Jules César, conquérant de
la Gaule (Amerigo Anton [= Tanio
Boccia], 1963. Avec Cameron Mitchell, Rik Battaglia,
Nerio Bernardi, Dominique Wilms) (en kiosque
en France : 28 juillet 2005)
En 54 av. n.E., le [pro]consul romain Jules
César a déjà conquis la
plupart des territoires du nord de la «Provincia»
et s'apprête à tenter l'invasion
de la Bretagne pour la seconde fois. Mais la
Gaule, soumise depuis peu, est secouée
à nouveau par un mouvement de rébellion.
Son meneur, Vercingétorix, un ancien
esclave gaulois affranchi, est parvenu à
fédérer autour de qui de nombreux
peuples prêts à en découdre
avec Rome pour recouvrer leur liberté.
C'est la ville fortifiée d'Alésia
qui sera le théâtre de ce terrible
affrontement...
En recopiant ci-dessus le résumé
figurant au dos du DVD, je n'ai corrigé
que l'essentiel, laissant délibérément
la date de 54 av. n.E., car le film ne contient
pas que le siège d'Alésia en 52
(hélas difficile à distinguer
de la bataille de Gergovie - si la question
vous branche, regardez plutôt le Jules
César d'Uli Edel, de préférence
en VO, car la VF a été scandaleusement
raccourcie, précisément au détriment
du siège d'Alésia) mais également
celui de l'Atuatuca qui, lui, se déroula
en octobre 54. Au cours de celui-ci, quinze
cohortes romaines commandées par Sabinus
et Cotta se firent massacrer par les Eburons
d'Ambiorix (par Vercingétorix, dans le
film).

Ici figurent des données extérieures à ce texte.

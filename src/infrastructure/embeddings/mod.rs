pub mod hash;
pub mod openai;
pub mod voyage;

use crate::domain::error::DomainError;
use reqwest::Client;
use serde::Deserialize;
use std::time::Duration;
use tokio::sync::OnceCell;

pub const DEFAULT_TIMEOUT: Duration = Duration::from_secs(30);

/// Returns the adapter's HTTP client, building it on first use.
pub(crate) async fn lazy_client(cell: &OnceCell<Client>, timeout: Duration) -> Result<&Client, DomainError> {
    cell.get_or_try_init(|| async move {
        tracing::debug!(timeout_secs = timeout.as_secs(), "Building embedding HTTP client");
        Client::builder()
            .timeout(timeout)
            .build()
            .map_err(|e| DomainError::Provider(format!("HTTP client error: {e}")))
    })
    .await
}

/// One item of an OpenAI-compatible `/v1/embeddings` response.
#[derive(Deserialize)]
pub(crate) struct IndexedEmbedding {
    #[serde(default)]
    pub index: Option<usize>,
    pub embedding: Vec<f32>,
}

/// Puts response items back in input order.
///
/// Items may arrive in any order; `index` ties each one to its input. When
/// no item carries an index, arrival order is taken as input order. Any
/// other gap, duplicate or out-of-range index fails the whole response.
pub(crate) fn into_ordered_vectors(data: Vec<IndexedEmbedding>, provider: &str) -> Result<Vec<Vec<f32>>, DomainError> {
    if data.iter().all(|d| d.index.is_none()) {
        return Ok(data.into_iter().map(|d| d.embedding).collect());
    }
    let len = data.len();
    let mut slots: Vec<Option<Vec<f32>>> = vec![None; len];
    for item in data {
        let index = item
            .index
            .ok_or_else(|| DomainError::Provider(format!("{provider} response item without an index")))?;
        let slot = slots.get_mut(index).ok_or_else(|| {
            DomainError::Provider(format!("{provider} response index {index} out of range for {len} items"))
        })?;
        if slot.is_some() {
            return Err(DomainError::Provider(format!("{provider} response repeats index {index}")));
        }
        *slot = Some(item.embedding);
    }
    // Every slot is filled: len items went into len distinct slots.
    Ok(slots.into_iter().flatten().collect())
}
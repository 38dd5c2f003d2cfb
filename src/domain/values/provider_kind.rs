use std::fmt;
use std::str::FromStr;

#[derive(Debug, Clone, Copy, Default, PartialEq, Eq)]
pub enum ProviderKind {
    OpenAi,
    Voyage,
    /// Offline, deterministic token hashing
    #[default]
    Hash,
}

impl fmt::Display for ProviderKind {
    fn fmt(&self, f: &mut fmt::Formatter<'_>) -> fmt::Result {
        match self {
            Self::OpenAi => write!(f, "openai"),
            Self::Voyage => write!(f, "voyage"),
            Self::Hash => write!(f, "hash"),
        }
    }
}

impl FromStr for ProviderKind {
    type Err = String;

    fn from_str(s: &str) -> Result<Self, Self::Err> {
        match s.trim().to_lowercase().as_str() {
            "openai" => Ok(Self::OpenAi),
            "voyage" => Ok(Self::Voyage),
            "hash" | "local" => Ok(Self::Hash),
            _ => Err(format!(
                "Unknown embedding provider: '{s}'. Use 'openai', 'voyage' or 'hash'"
            )),
        }
    }
}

Evidemment, le spectateur belge aura
bien du mal à reconnaître le paysage
de Tongres, dans le Limbourg belge, car le film
a été tourné - comme d'hab
- en Yougoslavie; toutefois, depuis La bataille
des Ardennes / Battle of the Bulge, filmée
en Espagne, ledit spectateur en a l'habitude
savez-vous ! Et puis d'ailleurs, on n'a toujours
pas avec certitude identifié le site
de l'Atuatuca (on a aussi avancé divers
sites de la région liégeoise)
! |
 |
Autrement plus croquignole est la reine des
Belges, Astrid, accourue au secours de son fiancé
Vercingétorix (*)
! C'est sans doute parce que Dominique «La
môme Vert-de-Gris» Wilms est d'origine
belge, qu'elle a été désignée
comme telle dans certains synopsis, la VF ne se
prononçant pas sur cette grave question.
Pourtant, le Star Ciné-Vaillance fait
d'Astrid la reine des Suèves... Comme quatre
ans plus tôt Jules avait infligé
une solide raclée à leur roi Arioviste,
je ne vois pas très bien ce que ces derniers
seraient venu faire à Alésia. Il
est vrai que les Suèves germaniques - naguère
invités par Celtill, vergobret des Arvernes,
à «occuper» le territoire de
ses ennemis les Eduens - les Suèves, donc,
devaient bien avoir quelque part conservé
de la sympathie pour le fils de leur ancien allié,
Vercingétorix (si toutefois les Suèves
- affreux et féroces barbares - eurent
jamais de la sympathie pour qui que ce soit, bien
entendu !). Rappelons tout de même que c'est
l'invasion du territoire des Eduens, alliés
de Rome, qui avait justifié l'entrée
en Gaule de Jules César ! |
Mais bon, moi je préfère m'en tenir
à la reine des Belges parce que ça flatte
ma fibre patriotique.
Bref, je ne vais pas refaire ici la Guerre des
Gaules (je tiens sous le coude un dossier Vercingétorix
- oui, le «chef-d'uvre avec Christophe
Lambert» ! - qui contient tout ce que vous vouliez
savoir sur ce sujet sans jamais avoir osé me
le demander par e-mail !). Par rapport à
L'esclave
de Rome et Seul
contre Rome (et aussi ici : CLICK)
qui traitent de la Guerre des Gaules d'une manière
plus fantaisiste, pour ne pas dire désinvolte,
la version d'Amerigo Anton a le mérite de mettre
en scène, très librement s'entend, des
faits avérés. En dehors de l'inévitable
beau centurion de service Claudius Valerius - «ils»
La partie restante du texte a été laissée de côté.